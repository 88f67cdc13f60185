use thiserror::Error;

pub type Res<T> = Result<T, RosterError>;

#[derive(Debug, Error)]
pub enum RosterError {
    /// Failed to read or write a roster file.
    #[error("{path}: {source}")]
    Io {
        path: String,
        #[source]
        source: std::io::Error,
    },

    /// Roster file is not valid TOML or does not match the roster layout.
    #[error("{path}: {message}")]
    Parse { path: String, message: String },
}

impl RosterError {
    pub fn io(path: &str, source: std::io::Error) -> Self {
        RosterError::Io {
            path: path.to_owned(),
            source,
        }
    }

    pub fn parse(path: &str, message: &str) -> Self {
        RosterError::Parse {
            path: path.to_owned(),
            message: message.trim_end().to_owned(),
        }
    }
}
use std::process::exit;

use clap::{Parser, Subcommand};
use tracing::info;

use crate::{
    config::{DEFAULT_ROSTER_FILE, DEFAULT_ROSTER_TOML, Roster, load_roster_file},
    driver,
    error::Res,
    util::{enable_debug_logging, file_exists, init_logger, write_file},
};

#[derive(Parser)]
#[command(author, version, about, long_about = None)]
struct Cli {
    /// Log every dispatch to stderr
    #[arg(short, long, global = true)]
    verbose: bool,

    #[command(subcommand)]
    command: Option<Command>,
}

#[derive(Subcommand)]
enum Command {
    /// Write a roster.toml with the demo roster
    Init,
    /// Run a roster file
    Run {
        /// Path to roster file
        #[arg(default_value = DEFAULT_ROSTER_FILE)]
        path: String,
    },
}

pub fn run() {
    let cli = Cli::parse();

    if let Err(err) = run_command(cli.command, cli.verbose) {
        println!("error: {}", err);
        exit(1);
    }
}

fn run_command(command: Option<Command>, verbose: bool) -> Res<()> {
    match command {
        None => {
            init_logger(verbose);
            print_roster(&Roster::demo());
            Ok(())
        }
        Some(Command::Init) => {
            init_logger(verbose);
            roster_init()
        }
        Some(Command::Run { path }) => {
            init_logger(verbose);
            let roster = load_roster_file(&path)?;
            if roster.options.debug_mode && !verbose {
                enable_debug_logging();
            }
            print_roster(&roster);
            Ok(())
        }
    }
}

fn print_roster(roster: &Roster) {
    for line in driver::run(roster) {
        println!("{}", line);
    }
}

fn roster_init() -> Res<()> {
    if file_exists(DEFAULT_ROSTER_FILE) {
        println!("File {} already exists", DEFAULT_ROSTER_FILE);
        return Ok(());
    }

    write_file(DEFAULT_ROSTER_FILE, DEFAULT_ROSTER_TOML)?;
    info!("Wrote default roster");
    println!("Created {}", DEFAULT_ROSTER_FILE);
    Ok(())
}
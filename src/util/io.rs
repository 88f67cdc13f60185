use std::fs;

use tracing::debug;

use crate::error::{Res, RosterError};

/// Write file at given filepath with content.
pub fn write_file<C>(filepath: &str, content: C) -> Res<()>
where
    C: AsRef<[u8]>,
{
    debug!("Writing file: {}", filepath);
    fs::write(filepath, content).map_err(|err| RosterError::io(filepath, err))
}

pub fn file_exists(filepath: &str) -> bool {
    fs::exists(filepath).unwrap_or(false)
}
mod driver;

pub use driver::*;

#[cfg(test)]
mod driver_test;
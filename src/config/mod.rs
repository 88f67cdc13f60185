mod config;

pub use config::*;

#[cfg(test)]
mod config_test;
mod error;

pub use error::*;
use crate::record::{Developer, Director};

pub trait Visitable {
    /// Accept a visitor to inspect this record. Must call the visit method
    /// on the visitor matching the concrete variant of this record.
    fn accept<R>(&self, visitor: &mut dyn Visitor<R>) -> R;
}

/// An operation applied to records through double dispatch. There is one
/// method per employee variant, so adding a variant means adding a method
/// here and implementing it for every operation.
pub trait Visitor<R> {
    fn visit_developer(&mut self, record: &Developer) -> R;
    fn visit_director(&mut self, record: &Director) -> R;
}
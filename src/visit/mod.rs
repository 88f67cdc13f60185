mod ops;
mod visitor;

pub use ops::*;
pub use visitor::*;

» Directions for this task: Search the data for "crate" and list every line in which it occurs.

» Completed task:
use crate::{
use crate::error::{Res, RosterError};
use crate::record::{Developer, Director};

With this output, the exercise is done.